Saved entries
****

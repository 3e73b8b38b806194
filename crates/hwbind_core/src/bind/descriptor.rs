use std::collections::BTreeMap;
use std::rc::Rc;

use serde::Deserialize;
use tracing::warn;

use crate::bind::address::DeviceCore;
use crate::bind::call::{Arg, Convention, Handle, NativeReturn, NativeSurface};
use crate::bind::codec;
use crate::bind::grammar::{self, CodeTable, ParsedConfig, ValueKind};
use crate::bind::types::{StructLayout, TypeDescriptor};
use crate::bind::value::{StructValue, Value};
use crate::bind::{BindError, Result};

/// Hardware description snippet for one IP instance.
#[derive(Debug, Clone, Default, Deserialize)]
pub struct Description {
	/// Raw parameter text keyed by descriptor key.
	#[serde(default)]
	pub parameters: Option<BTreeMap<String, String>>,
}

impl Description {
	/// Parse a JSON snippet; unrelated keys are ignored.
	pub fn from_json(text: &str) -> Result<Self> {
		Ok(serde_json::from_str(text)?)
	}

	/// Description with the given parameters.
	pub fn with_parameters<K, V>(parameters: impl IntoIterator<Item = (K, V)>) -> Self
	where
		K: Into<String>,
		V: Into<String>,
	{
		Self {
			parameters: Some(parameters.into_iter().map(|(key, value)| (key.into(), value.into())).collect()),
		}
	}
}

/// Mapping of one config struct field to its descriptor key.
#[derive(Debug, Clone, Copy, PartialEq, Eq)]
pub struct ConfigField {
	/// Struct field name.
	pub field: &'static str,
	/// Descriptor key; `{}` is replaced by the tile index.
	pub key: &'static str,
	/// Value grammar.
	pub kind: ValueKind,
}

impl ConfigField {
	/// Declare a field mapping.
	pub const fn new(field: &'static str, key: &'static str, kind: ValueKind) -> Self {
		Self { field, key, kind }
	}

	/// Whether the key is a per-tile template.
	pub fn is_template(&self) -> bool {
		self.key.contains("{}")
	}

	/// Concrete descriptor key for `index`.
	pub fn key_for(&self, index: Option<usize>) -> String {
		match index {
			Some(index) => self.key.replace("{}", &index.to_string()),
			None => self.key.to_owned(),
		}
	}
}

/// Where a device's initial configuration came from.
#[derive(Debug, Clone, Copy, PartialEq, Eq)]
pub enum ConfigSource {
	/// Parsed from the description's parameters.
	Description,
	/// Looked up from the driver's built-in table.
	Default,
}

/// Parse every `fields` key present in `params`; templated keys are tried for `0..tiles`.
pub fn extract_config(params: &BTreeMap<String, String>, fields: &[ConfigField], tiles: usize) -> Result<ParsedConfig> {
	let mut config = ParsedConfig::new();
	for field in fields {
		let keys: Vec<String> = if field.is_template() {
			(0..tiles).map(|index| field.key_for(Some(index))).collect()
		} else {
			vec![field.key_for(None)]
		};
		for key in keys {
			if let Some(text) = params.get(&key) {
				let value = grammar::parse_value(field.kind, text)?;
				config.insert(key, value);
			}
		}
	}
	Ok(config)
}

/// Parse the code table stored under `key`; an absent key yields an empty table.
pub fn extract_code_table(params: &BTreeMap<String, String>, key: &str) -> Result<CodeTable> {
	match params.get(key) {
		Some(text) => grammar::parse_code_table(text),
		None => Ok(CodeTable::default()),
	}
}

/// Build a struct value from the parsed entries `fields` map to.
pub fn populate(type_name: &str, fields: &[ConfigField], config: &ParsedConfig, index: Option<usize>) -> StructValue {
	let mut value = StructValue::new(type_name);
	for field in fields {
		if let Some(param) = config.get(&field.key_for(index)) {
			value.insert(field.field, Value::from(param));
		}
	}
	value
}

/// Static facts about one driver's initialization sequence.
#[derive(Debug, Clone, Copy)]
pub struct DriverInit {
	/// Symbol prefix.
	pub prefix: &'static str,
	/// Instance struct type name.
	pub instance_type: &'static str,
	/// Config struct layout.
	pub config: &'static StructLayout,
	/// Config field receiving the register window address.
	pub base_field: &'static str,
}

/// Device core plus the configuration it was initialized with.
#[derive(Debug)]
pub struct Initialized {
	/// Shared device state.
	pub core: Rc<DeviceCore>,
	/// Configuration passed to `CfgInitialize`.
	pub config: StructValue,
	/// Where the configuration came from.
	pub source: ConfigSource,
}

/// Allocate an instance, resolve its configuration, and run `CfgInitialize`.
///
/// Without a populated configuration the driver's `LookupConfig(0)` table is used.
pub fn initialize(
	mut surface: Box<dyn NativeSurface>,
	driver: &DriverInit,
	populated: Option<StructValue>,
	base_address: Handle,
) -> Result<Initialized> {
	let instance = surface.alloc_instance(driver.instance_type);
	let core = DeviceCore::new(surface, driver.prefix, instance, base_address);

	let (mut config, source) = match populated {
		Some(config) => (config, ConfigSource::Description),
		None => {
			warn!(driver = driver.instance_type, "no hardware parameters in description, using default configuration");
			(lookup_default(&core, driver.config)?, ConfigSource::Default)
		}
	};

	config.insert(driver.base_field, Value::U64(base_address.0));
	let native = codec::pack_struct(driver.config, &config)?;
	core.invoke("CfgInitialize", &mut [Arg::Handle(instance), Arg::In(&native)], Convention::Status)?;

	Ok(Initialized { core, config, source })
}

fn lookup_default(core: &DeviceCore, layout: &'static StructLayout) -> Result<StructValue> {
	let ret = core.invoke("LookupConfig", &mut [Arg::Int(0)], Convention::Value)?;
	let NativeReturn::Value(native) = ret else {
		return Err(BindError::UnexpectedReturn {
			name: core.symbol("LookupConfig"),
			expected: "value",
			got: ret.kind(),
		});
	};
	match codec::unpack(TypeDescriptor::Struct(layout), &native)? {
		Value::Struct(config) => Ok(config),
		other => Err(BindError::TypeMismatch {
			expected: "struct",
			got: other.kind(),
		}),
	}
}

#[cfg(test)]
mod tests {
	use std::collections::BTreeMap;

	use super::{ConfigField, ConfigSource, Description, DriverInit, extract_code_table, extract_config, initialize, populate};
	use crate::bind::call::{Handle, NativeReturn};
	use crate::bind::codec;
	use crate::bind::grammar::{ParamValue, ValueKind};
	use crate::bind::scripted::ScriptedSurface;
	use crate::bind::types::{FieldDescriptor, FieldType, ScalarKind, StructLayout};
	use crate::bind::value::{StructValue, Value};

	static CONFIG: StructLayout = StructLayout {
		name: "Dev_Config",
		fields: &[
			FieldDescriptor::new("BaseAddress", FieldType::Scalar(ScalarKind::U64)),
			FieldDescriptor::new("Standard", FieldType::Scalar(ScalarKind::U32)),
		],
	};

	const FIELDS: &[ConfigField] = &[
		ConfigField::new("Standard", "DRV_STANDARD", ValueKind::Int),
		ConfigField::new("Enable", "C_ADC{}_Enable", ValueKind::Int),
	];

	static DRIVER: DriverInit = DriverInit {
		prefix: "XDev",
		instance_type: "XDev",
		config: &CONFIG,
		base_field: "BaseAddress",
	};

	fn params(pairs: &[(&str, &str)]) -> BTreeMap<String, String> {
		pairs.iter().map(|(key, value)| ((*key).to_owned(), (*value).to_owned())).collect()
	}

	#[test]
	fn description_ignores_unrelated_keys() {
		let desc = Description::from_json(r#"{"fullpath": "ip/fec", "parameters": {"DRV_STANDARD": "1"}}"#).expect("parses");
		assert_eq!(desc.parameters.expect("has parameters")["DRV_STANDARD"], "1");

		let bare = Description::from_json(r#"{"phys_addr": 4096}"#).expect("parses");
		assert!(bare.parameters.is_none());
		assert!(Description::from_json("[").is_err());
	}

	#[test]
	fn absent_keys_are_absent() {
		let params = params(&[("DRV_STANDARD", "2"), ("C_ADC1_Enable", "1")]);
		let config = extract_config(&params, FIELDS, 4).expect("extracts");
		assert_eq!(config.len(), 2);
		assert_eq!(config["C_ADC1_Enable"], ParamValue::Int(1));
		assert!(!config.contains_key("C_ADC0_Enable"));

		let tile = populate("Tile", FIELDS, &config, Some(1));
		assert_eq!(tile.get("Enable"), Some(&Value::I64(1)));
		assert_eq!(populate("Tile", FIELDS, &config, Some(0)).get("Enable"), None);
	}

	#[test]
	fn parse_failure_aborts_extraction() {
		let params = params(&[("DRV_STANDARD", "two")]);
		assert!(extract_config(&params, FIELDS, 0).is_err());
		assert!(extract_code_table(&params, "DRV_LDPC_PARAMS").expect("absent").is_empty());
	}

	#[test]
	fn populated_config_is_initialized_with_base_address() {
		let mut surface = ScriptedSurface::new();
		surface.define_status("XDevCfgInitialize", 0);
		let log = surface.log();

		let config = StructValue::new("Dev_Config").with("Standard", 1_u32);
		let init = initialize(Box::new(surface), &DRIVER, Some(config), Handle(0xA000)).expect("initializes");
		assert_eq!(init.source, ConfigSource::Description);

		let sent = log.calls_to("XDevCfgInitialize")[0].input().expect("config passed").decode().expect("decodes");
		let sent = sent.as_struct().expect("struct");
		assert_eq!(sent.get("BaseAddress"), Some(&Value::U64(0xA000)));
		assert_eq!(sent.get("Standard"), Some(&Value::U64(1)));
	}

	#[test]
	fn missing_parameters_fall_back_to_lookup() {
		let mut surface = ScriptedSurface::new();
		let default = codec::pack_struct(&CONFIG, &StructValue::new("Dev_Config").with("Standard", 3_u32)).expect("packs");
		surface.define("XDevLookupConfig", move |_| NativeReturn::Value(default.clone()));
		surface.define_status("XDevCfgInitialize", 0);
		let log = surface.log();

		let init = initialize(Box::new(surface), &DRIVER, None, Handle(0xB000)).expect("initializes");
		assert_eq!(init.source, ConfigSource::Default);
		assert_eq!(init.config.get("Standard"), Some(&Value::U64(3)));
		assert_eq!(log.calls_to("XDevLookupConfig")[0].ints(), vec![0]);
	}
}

****

:: Your goal ::
Write out word for word every line from the one containing "move |_| NativeReturn::Value(default.clone()));" through the last line of the data, and no other line.

:: Result of this task ::
		surface.define("XDevLookupConfig", move |_| NativeReturn::Value(default.clone()));
		surface.define_status("XDevCfgInitialize", 0);
		let log = surface.log();

		let init = initialize(Box::new(surface), &DRIVER, None, Handle(0xB000)).expect("initializes");
		assert_eq!(init.source, ConfigSource::Default);
		assert_eq!(init.config.get("Standard"), Some(&Value::U64(3)));
		assert_eq!(log.calls_to("XDevLookupConfig")[0].ints(), vec![0]);
	}
}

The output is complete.